You can see why Team Bernie’s attacks on Beto’s immigration policies would be either hopelessly strained or non-existent, given the 2020 Democratic political climate of opposing restrictionist Donald Trump. Sanders, after all, dismissed the idea of significantly raising legal immigration levels as “a Koch brothers proposal” in 2015, and he helped kill comprehensive immigration reform in 2007 on grounds that it would reduce wages for native workers. Coupled with his career-long opposition to international trade treaties (because, he says falsely, they amount to a global “race to the bottom“), Bernie’s Old Labor immigration skepticism has sounded rather Trumpy at times, even if the process of campaigning for president changed his emphases (as well as Hillary Clinton’s) on the issue.
O’Rourke, on the other hand, has been consistently pro-immigration and pro-trade throughout his career. “It’s in our interests to be facilitating trade and the flow of people, and to recognize the value of immigrant labor, whether it’s low-skilled, low-wage or the very high skilled, high-wage labor,” he told Reason‘s Mike Riggs in 2013.
O’Rourke’s pro-trade posture is a main part of the progressive brief against him, along with insufficient enthusiasm for single-payer health insurance, free college, and the Green New Deal. He is not as pro-regulation as his critics would like, and not nearly hostile enough to the oil and gas industries. And fair enough—all these positions are indeed deviations from modern progressivism, even if they sound more comparatively pleasing to a non-leftist’s ears. But what about, you know, war?
After all, O’Rourke was a member of the House Armed Services Committee, is a withering critic of both the Iraq and Libya interventions (“two incredibly ill-conceived regime change wars ”), opposed bombing Syria, and has consistently called on Congress to end the open-ended post-9/11 Authorization for Use of Military Force (“blank check for endless war“) and reassert its war-declaration powers. “Troubling, unconstitutional, to be at war in Iraq, Syria, Libya, Yemen & Somalia, in addition to Afghanistan, w/out informed authorization,” he tweeted in 2017. “Why do we have such a hard time admitting the West’s role and culpability in the problems in the Middle East?” he wrote in 2016.
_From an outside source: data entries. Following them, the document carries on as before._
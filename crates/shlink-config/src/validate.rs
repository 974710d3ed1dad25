//! Post-merge configuration validation.

use crate::error::{ConfigError, ConfigResult};
use crate::types::Config;

/// Validate a fully-merged and deserialized configuration.
///
/// # Errors
///
/// Returns the first validation error found.
pub fn validate(config: &Config) -> ConfigResult<()> {
    validate_server(config)?;
    validate_tokens(config)?;
    validate_requests(config)?;
    validate_links(config)?;
    validate_logging(config)?;
    Ok(())
}

/// Longest accepted token lifetime (one day).
const MAX_TOKEN_TTL_SECS: u64 = 86_400;

/// Widest accepted freshness window (one hour).
const MAX_FRESHNESS_WINDOW_SECS: u64 = 3_600;

fn invalid(field: &str, message: impl Into<String>) -> ConfigResult<()> {
    Err(ConfigError::ValidationError {
        field: field.to_owned(),
        message: message.into(),
    })
}

fn validate_server(config: &Config) -> ConfigResult<()> {
    if config.server.port == 0 {
        return invalid("server.port", "port must be non-zero");
    }

    let Some(url) = config.server.public_url.as_deref() else {
        return Ok(());
    };
    let Some(rest) = url
        .strip_prefix("https://")
        .or_else(|| url.strip_prefix("http://"))
    else {
        return invalid(
            "server.public_url",
            format!("'{url}' must start with http:// or https://"),
        );
    };
    if rest.is_empty() || rest.starts_with('/') {
        return invalid("server.public_url", format!("'{url}' has no host"));
    }
    if url.ends_with('/') {
        return invalid(
            "server.public_url",
            format!("'{url}' must not end with a slash"),
        );
    }
    if url.contains(['?', '#']) || url.chars().any(char::is_whitespace) {
        return invalid(
            "server.public_url",
            format!("'{url}' must be a plain base URL"),
        );
    }
    Ok(())
}

fn validate_tokens(config: &Config) -> ConfigResult<()> {
    let ttl = config.tokens.ttl_secs;
    if ttl == 0 || ttl > MAX_TOKEN_TTL_SECS {
        return invalid(
            "tokens.ttl_secs",
            format!("ttl_secs must be between 1 and {MAX_TOKEN_TTL_SECS}, got {ttl}"),
        );
    }
    let sweep = config.tokens.sweep_interval_secs;
    if sweep == 0 || sweep > MAX_TOKEN_TTL_SECS {
        return invalid(
            "tokens.sweep_interval_secs",
            format!("sweep_interval_secs must be between 1 and {MAX_TOKEN_TTL_SECS}, got {sweep}"),
        );
    }
    Ok(())
}

fn validate_requests(config: &Config) -> ConfigResult<()> {
    let window = config.requests.freshness_window_secs;
    if window == 0 || window > MAX_FRESHNESS_WINDOW_SECS {
        return invalid(
            "requests.freshness_window_secs",
            format!(
                "freshness_window_secs must be between 1 and {MAX_FRESHNESS_WINDOW_SECS}, got {window}"
            ),
        );
    }
    Ok(())
}

fn validate_links(config: &Config) -> ConfigResult<()> {
    if config.links.pin_lockout_threshold == 0 {
        return invalid("links.pin_lockout_threshold", "threshold must be at least 1");
    }
    if config.links.max_claim_limit == Some(0) {
        return invalid("links.max_claim_limit", "max_claim_limit must be at least 1");
    }
    Ok(())
}

fn validate_logging(config: &Config) -> ConfigResult<()> {
    let l = &config.logging;

    if !matches!(
        l.level.as_str(),
        "trace" | "debug" | "info" | "warn" | "error"
    ) {
        return invalid(
            "logging.level",
            format!(
                "unsupported level '{}'; expected one of: trace, debug, info, warn, error",
                l.level
            ),
        );
    }

    if !matches!(l.format.as_str(), "pretty" | "compact" | "json" | "full") {
        return invalid(
            "logging.format",
            format!(
                "unsupported format '{}'; expected one of: pretty, compact, json, full",
                l.format
            ),
        );
    }

    Ok(())
}

#[cfg(test)]
mod tests {
    use super::*;

    fn field_of(result: ConfigResult<()>) -> String {
        match result {
            Err(ConfigError::ValidationError { field, .. }) => field,
            other => panic!("expected validation error, got {other:?}"),
        }
    }

    #[test]
    fn test_defaults_are_valid() {
        assert!(validate(&Config::default()).is_ok());
    }

    #[test]
    fn test_public_url_rules() {
        for bad in [
            "ftp://x",
            "localhost:3000",
            "http://",
            "http:///path",
            "http://x/",
            "http://x?y=1",
        ] {
            let mut config = Config::default();
            config.server.public_url = Some(bad.to_owned());
            assert_eq!(field_of(validate(&config)), "server.public_url", "{bad}");
        }

        let mut config = Config::default();
        config.server.public_url = Some("https://links.example.org/base".to_owned());
        assert!(validate(&config).is_ok());
    }

    #[test]
    fn test_zero_durations_rejected() {
        let mut config = Config::default();
        config.tokens.ttl_secs = 0;
        assert_eq!(field_of(validate(&config)), "tokens.ttl_secs");

        let mut config = Config::default();
        config.tokens.sweep_interval_secs = 0;
        assert_eq!(field_of(validate(&config)), "tokens.sweep_interval_secs");

        let mut config = Config::default();
        config.requests.freshness_window_secs = 0;
        assert_eq!(field_of(validate(&config)), "requests.freshness_window_secs");
    }

    #[test]
    fn test_link_limits() {
        let mut config = Config::default();
        config.links.pin_lockout_threshold = 0;
        assert_eq!(field_of(validate(&config)), "links.pin_lockout_threshold");

        let mut config = Config::default();
        config.links.max_claim_limit = Some(0);
        assert_eq!(field_of(validate(&config)), "links.max_claim_limit");
    }

    #[test]
    fn test_logging_values() {
        let mut config = Config::default();
        config.logging.format = "xml".to_owned();
        assert_eq!(field_of(validate(&config)), "logging.format");

        let mut config = Config::default();
        config.logging.level = "loud".to_owned();
        assert_eq!(field_of(validate(&config)), "logging.level");
    }
}
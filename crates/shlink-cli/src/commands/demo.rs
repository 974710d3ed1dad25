//! Demo command: the whole sharing flow against an in-process server.

use std::path::{Path, PathBuf};
use std::sync::Arc;

use anyhow::{Context, Result, bail};
use serde_json::{Value, json};
use shlink_config::Config;
use shlink_core::{AccessRequestItem, AccessType, INITIALIZE_REFERENCE};
use shlink_crypto::KeyPair;
use shlink_gateway::{
    AuthorizationServer, FhirBundleResources, GatewayResult, GrantRequest, GrantResponse,
    PolicyRequest, RequestSigner, ResourceProvider,
};
use tokio::task::JoinHandle;
use tracing::info;

use crate::theme::Theme;

/// Demo parameters.
#[derive(Debug, Clone)]
pub(crate) struct DemoOptions {
    /// Recipients that try to claim the link.
    pub(crate) claimants: u32,
    /// Claim limit the owner sets.
    pub(crate) claim_limit: u32,
    /// Optional PIN protecting the link.
    pub(crate) pin: Option<String>,
    /// FHIR bundle to serve instead of the built-in sample.
    pub(crate) bundle: Option<PathBuf>,
    /// File name shared from the bundle; its stem selects the entries.
    pub(crate) file: String,
}

struct Demo {
    server: Arc<AuthorizationServer>,
    sweeper: JoinHandle<()>,
    grant_url: String,
}

impl Demo {
    fn new(config: &Config, bundle: Value) -> Result<Self> {
        let resources: Arc<dyn ResourceProvider> = Arc::new(FhirBundleResources::new(bundle)?);
        let server = Arc::new(AuthorizationServer::from_config(config, resources)?);
        let sweeper = AuthorizationServer::spawn_token_sweeper(Arc::clone(&server));
        let grant_url = format!("{}/gnap", server.settings().public_url);
        Ok(Self {
            server,
            sweeper,
            grant_url,
        })
    }

    async fn grant(
        &self,
        signer: &RequestSigner,
        access: Vec<AccessRequestItem>,
        pin: Option<&str>,
    ) -> GatewayResult<GrantResponse> {
        let mut body = GrantRequest::new(access, signer.descriptor());
        if let Some(pin) = pin {
            body = body.with_pin(pin);
        }
        let request = signer.sign("POST", &self.grant_url, Some(&body), None)?;
        self.server.request_grant(&request).await
    }

    async fn fetch(&self, signer: &RequestSigner, url: &str, token: &str) -> Result<String> {
        let request = signer.get(url, Some(token))?;
        let response = self.server.handle(&request).await;
        Ok(match response.body.get("entry").and_then(Value::as_array) {
            Some(entries) => format!("{} ({} entries)", response.status, entries.len()),
            None => response.status.to_string(),
        })
    }
}

impl Drop for Demo {
    fn drop(&mut self) {
        self.sweeper.abort();
    }
}

fn sample_bundle() -> Value {
    json!({
        "resourceType": "Bundle",
        "type": "collection",
        "entry": [
            {
                "fullUrl": "urn:uuid:patient",
                "resource": {"resourceType": "Patient", "name": [{"family": "Doe"}]},
            },
            observation("urn:uuid:glucose-1", "Glucose", &json!(5.4), "mmol/L"),
            observation("urn:uuid:glucose-2", "Glucose", &json!(6.1), "mmol/L"),
            observation("urn:uuid:heart-rate", "Heart rate", &json!(64), "/min"),
        ],
    })
}

fn observation(full_url: &str, code: &str, value: &Value, unit: &str) -> Value {
    json!({
        "fullUrl": full_url,
        "resource": {
            "resourceType": "Observation",
            "code": {"text": code},
            "valueQuantity": {"value": value, "unit": unit},
        },
    })
}

fn load_bundle(path: Option<&Path>) -> Result<Value> {
    let Some(path) = path else {
        return Ok(sample_bundle());
    };
    let raw = std::fs::read_to_string(path)
        .with_context(|| format!("reading bundle {}", path.display()))?;
    serde_json::from_str(&raw).with_context(|| format!("parsing bundle {}", path.display()))
}

fn first_location(grant: &GrantResponse, access_type: AccessType) -> Result<String> {
    grant
        .locations_of(access_type)
        .first()
        .map(|l| (*l).to_owned())
        .with_context(|| format!("grant lacks {access_type:?} access"))
}

/// Run the demo and print each step.
pub(crate) async fn run_demo(config: &Config, options: &DemoOptions) -> Result<()> {
    let demo = Demo::new(config, load_bundle(options.bundle.as_deref())?)?;
    let owner = RequestSigner::new(KeyPair::generate());

    println!("{}", Theme::header("Owner creates a package"));
    let init = demo
        .grant(
            &owner,
            vec![AccessRequestItem::Reference(INITIALIZE_REFERENCE.to_owned())],
            None,
        )
        .await?;
    let data_url = first_location(&init, AccessType::Modify)?;
    let policy_url = first_location(&init, AccessType::Share)?;
    println!("{}", Theme::field("data", &data_url));
    println!("{}", Theme::field("policy", &policy_url));

    let file = format!("{data_url}/{}", options.file);
    info!(location = %file, "Serving bundle");

    println!("\n{}", Theme::header("Owner shares it"));
    let terms = PolicyRequest {
        pin: options.pin.clone(),
        claim_limit: options.claim_limit,
        locations: vec![file.clone()],
    };
    let share = |terms: &PolicyRequest| -> GatewayResult<_> {
        owner.sign("PUT", &policy_url, Some(terms), Some(&init.access_token.value))
    };
    let link = demo.server.put_policy(&share(&terms)?).await?;
    println!(
        "{}",
        Theme::field(
            "link",
            serde_json::to_string(&link.gnap).context("rendering link")?
        )
    );

    println!("\n{}", Theme::header("Recipients claim the link"));
    let mut tokens = Vec::new();
    for n in 1..=options.claimants {
        let recipient = RequestSigner::new(KeyPair::generate());
        match demo
            .grant(
                &recipient,
                vec![AccessRequestItem::Reference(link.gnap.access.clone())],
                options.pin.as_deref(),
            )
            .await
        {
            Ok(grant) => {
                println!("{}", Theme::success(&format!("recipient {n} claimed")));
                tokens.push((recipient, grant.access_token.value));
            },
            Err(e) => println!("{}", Theme::refused(&format!("recipient {n}: {e}"))),
        }
    }

    let Some((first, token)) = tokens.first() else {
        bail!("no recipient could claim the link");
    };

    println!("\n{}", Theme::header("First recipient reads the bundle"));
    let outcome = demo.fetch(first, &file, token).await?;
    println!("  GET {file} -> {outcome}");

    println!("\n{}", Theme::header("Owner replaces the policy"));
    demo.server.put_policy(&share(&terms)?).await?;
    let outcome = demo.fetch(first, &file, token).await?;
    println!("  GET {file} -> {outcome} {}", Theme::dimmed("(earlier claims revoked)"));
    println!("{}", Theme::separator());

    Ok(())
}
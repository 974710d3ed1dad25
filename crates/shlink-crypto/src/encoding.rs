//! Unpadded base64url, the only encoding JOSE objects use.

use base64::Engine;
use base64::engine::general_purpose::URL_SAFE_NO_PAD;

use crate::error::{CryptoError, CryptoResult};

/// Encode bytes as unpadded base64url.
#[must_use]
pub fn b64url_encode(bytes: impl AsRef<[u8]>) -> String {
    URL_SAFE_NO_PAD.encode(bytes)
}

/// Decode unpadded base64url.
///
/// # Errors
///
/// Returns [`CryptoError::InvalidBase64Encoding`] on malformed input.
pub fn b64url_decode(s: &str) -> CryptoResult<Vec<u8>> {
    URL_SAFE_NO_PAD
        .decode(s)
        .map_err(|_| CryptoError::InvalidBase64Encoding)
}

#[cfg(test)]
mod tests {
    use super::*;

    #[test]
    fn test_no_padding_and_url_alphabet() {
        let encoded = b64url_encode([0xfb, 0xff]);
        assert_eq!(encoded, "-_8");
        assert_eq!(b64url_decode(&encoded).unwrap(), vec![0xfb, 0xff]);
    }

    #[test]
    fn test_rejects_standard_padding() {
        assert!(b64url_decode("-_8=").is_err());
        assert!(b64url_decode("+/8").is_err());
    }
}
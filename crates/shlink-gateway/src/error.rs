//! Error types for the gateway.

use shlink_capabilities::CapabilityError;
use shlink_crypto::CryptoError;
use shlink_policy::{ClaimError, PolicyError};
use thiserror::Error;

/// Why a signed request failed authentication.
///
/// Authentication failures are terminal and never mutate state.
#[derive(Debug, Error)]
pub enum AuthError {
    /// Neither the body nor the `Detached-JWS` header carried an envelope.
    #[error("no signed envelope in body or Detached-JWS header")]
    MissingSignature,

    /// The envelope is not a decodable compact JWS, or its payload is not JSON.
    #[error("malformed signed envelope: {0}")]
    MalformedEnvelope(String),

    /// Bootstrap request without `client.key.jwk` in its payload.
    #[error("no client key in request payload")]
    MissingClientKey,

    /// The declared client key is not a usable Ed25519 JWK.
    #[error("unusable client key: {0}")]
    InvalidClientKey(String),

    /// `Authorization: GNAP` named a token the store does not hold.
    #[error("access token not recognized")]
    UnknownAccessToken,

    /// The signature, `alg` or `typ` did not verify.
    #[error("invalid signature: {0}")]
    InvalidSignature(String),

    /// The signed `htm` differs from the request method.
    #[error("signed method {signed} does not match request method {actual}")]
    MethodMismatch {
        /// Method in the signed header.
        signed: String,
        /// Method of the request.
        actual: String,
    },

    /// The signed `uri` differs from the request URL.
    #[error("signed uri {signed} does not match request url {actual}")]
    UriMismatch {
        /// URI in the signed header.
        signed: String,
        /// Full URL of the request.
        actual: String,
    },

    /// The signed `created` is outside the freshness window.
    #[error("request created {skew_secs}s away from now, outside the {window_secs}s window")]
    StaleRequest {
        /// Signed creation time, epoch seconds.
        created: i64,
        /// Absolute distance from the server clock.
        skew_secs: i64,
        /// Allowed distance.
        window_secs: i64,
    },

    /// A token was presented but `ath` does not hash to it.
    #[error("signature is not bound to the presented access token")]
    TokenBindingMismatch,

    /// The token store failed while introspecting.
    #[error("token store error: {0}")]
    Store(#[from] CapabilityError),
}

/// Result type for request authentication.
pub type AuthResult<T> = Result<T, AuthError>;

/// Gateway error type.
#[derive(Debug, Error)]
pub enum GatewayError {
    /// The request signature did not verify.
    #[error("authentication failed: {0}")]
    Authentication(#[from] AuthError),

    /// The resource access gate refused the presented token.
    #[error("{0}")]
    Capability(#[from] CapabilityError),

    /// Every claim in a grant request was refused and nothing was granted.
    #[error("claim rejected: {}", join_reasons(.reasons))]
    ClaimRejected {
        /// One entry per refused link.
        reasons: Vec<ClaimError>,
    },

    /// A policy location lies outside the package being shared.
    #[error("location {location} is outside package {package_id}")]
    LocationOutsidePackage {
        /// Offending location.
        location: String,
        /// The package named in the request path.
        package_id: String,
    },

    /// The link id is already bound to another owner's package.
    #[error("link {package_id} belongs to another namespace")]
    ForeignPackage {
        /// The contested package id.
        package_id: String,
    },

    /// Link terms failed validation, or the registry failed.
    #[error("policy error: {0}")]
    Policy(#[from] PolicyError),

    /// The verified payload is not the expected request document.
    #[error("invalid request: {0}")]
    BadRequest(String),

    /// No operation serves this method and URL.
    #[error("no route for {method} {url}")]
    NotFound {
        /// Request method.
        method: String,
        /// Request URL.
        url: String,
    },

    /// The resource collaborator has nothing at this location.
    #[error("resource not found: {0}")]
    ResourceNotFound(String),

    /// The resource collaborator failed.
    #[error("resource provider error: {0}")]
    Resource(String),

    /// Signing a request failed.
    #[error("crypto error: {0}")]
    Crypto(#[from] CryptoError),

    /// Configuration could not be turned into server settings.
    #[error("configuration error: {0}")]
    Config(String),
}

impl GatewayError {
    /// HTTP status code for this error.
    #[must_use]
    pub fn status(&self) -> u16 {
        match self {
            Self::Authentication(AuthError::Store(_)) => 500,
            Self::Authentication(_) | Self::Capability(CapabilityError::TokenNotPresented) => 401,
            Self::Capability(
                CapabilityError::AccessDenied { .. } | CapabilityError::TokenExpired { .. },
            )
            | Self::LocationOutsidePackage { .. }
            | Self::ForeignPackage { .. } => 403,
            Self::ClaimRejected { .. } => 409,
            Self::Policy(PolicyError::InvalidTerms { .. }) | Self::BadRequest(_) => 400,
            Self::NotFound { .. } | Self::ResourceNotFound(_) => 404,
            Self::Capability(_)
            | Self::Policy(_)
            | Self::Resource(_)
            | Self::Crypto(_)
            | Self::Config(_) => 500,
        }
    }

    /// Short machine-readable error code.
    #[must_use]
    pub fn code(&self) -> &'static str {
        match self {
            Self::Authentication(_) => "authentication_failed",
            Self::Capability(CapabilityError::TokenNotPresented) => "token_required",
            Self::Capability(CapabilityError::TokenExpired { .. }) => "token_expired",
            Self::Capability(CapabilityError::AccessDenied { .. }) => "access_denied",
            Self::ClaimRejected { .. } => "claim_rejected",
            Self::LocationOutsidePackage { .. } | Self::ForeignPackage { .. } => "outside_package",
            Self::Policy(PolicyError::InvalidTerms { .. }) | Self::BadRequest(_) => "invalid_request",
            Self::NotFound { .. } => "not_found",
            Self::ResourceNotFound(_) => "resource_not_found",
            Self::Capability(_)
            | Self::Policy(_)
            | Self::Resource(_)
            | Self::Crypto(_)
            | Self::Config(_) => "internal_error",
        }
    }
}

fn join_reasons(reasons: &[ClaimError]) -> String {
    reasons
        .iter()
        .map(ToString::to_string)
        .collect::<Vec<_>>()
        .join("; ")
}

/// Result type for gateway operations.
pub type GatewayResult<T> = Result<T, GatewayError>;

#[cfg(test)]
mod tests {
    use super::*;
    use shlink_core::AccessType;

    #[test]
    fn test_status_mapping() {
        assert_eq!(GatewayError::from(AuthError::MissingSignature).status(), 401);
        assert_eq!(
            GatewayError::from(CapabilityError::AccessDenied {
                required: AccessType::Read,
                location: "x".to_owned(),
            })
            .status(),
            403
        );
        assert_eq!(
            GatewayError::ClaimRejected {
                reasons: vec![ClaimError::LinkInactive {
                    link_id: "p".to_owned()
                }]
            }
            .status(),
            409
        );
        assert_eq!(GatewayError::BadRequest("x".to_owned()).status(), 400);
        assert_eq!(
            GatewayError::NotFound {
                method: "GET".to_owned(),
                url: "/".to_owned()
            }
            .status(),
            404
        );
    }

    #[test]
    fn test_claim_rejected_lists_every_reason() {
        let err = GatewayError::ClaimRejected {
            reasons: vec![
                ClaimError::LinkInactive {
                    link_id: "a".to_owned(),
                },
                ClaimError::ClaimLimitReached {
                    link_id: "b".to_owned(),
                    claim_limit: 1,
                },
            ],
        };
        let message = err.to_string();
        assert!(message.contains("link is inactive: a"));
        assert!(message.contains("claim limit of 1 reached for link b"));
    }
}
O’Rourke has many policies I disagree with, including some unearthed by his critics this month—voting for the awful FOSTA/SESTA law, for example. But by prioritizing economic policy complaints far above the life-and-death questions of war, human mobility, and the police state, progressives are adding to the suspicion that the beating heart of Bernieism is nowhere near the civil libertarian issues where libertarians and lefties overlap.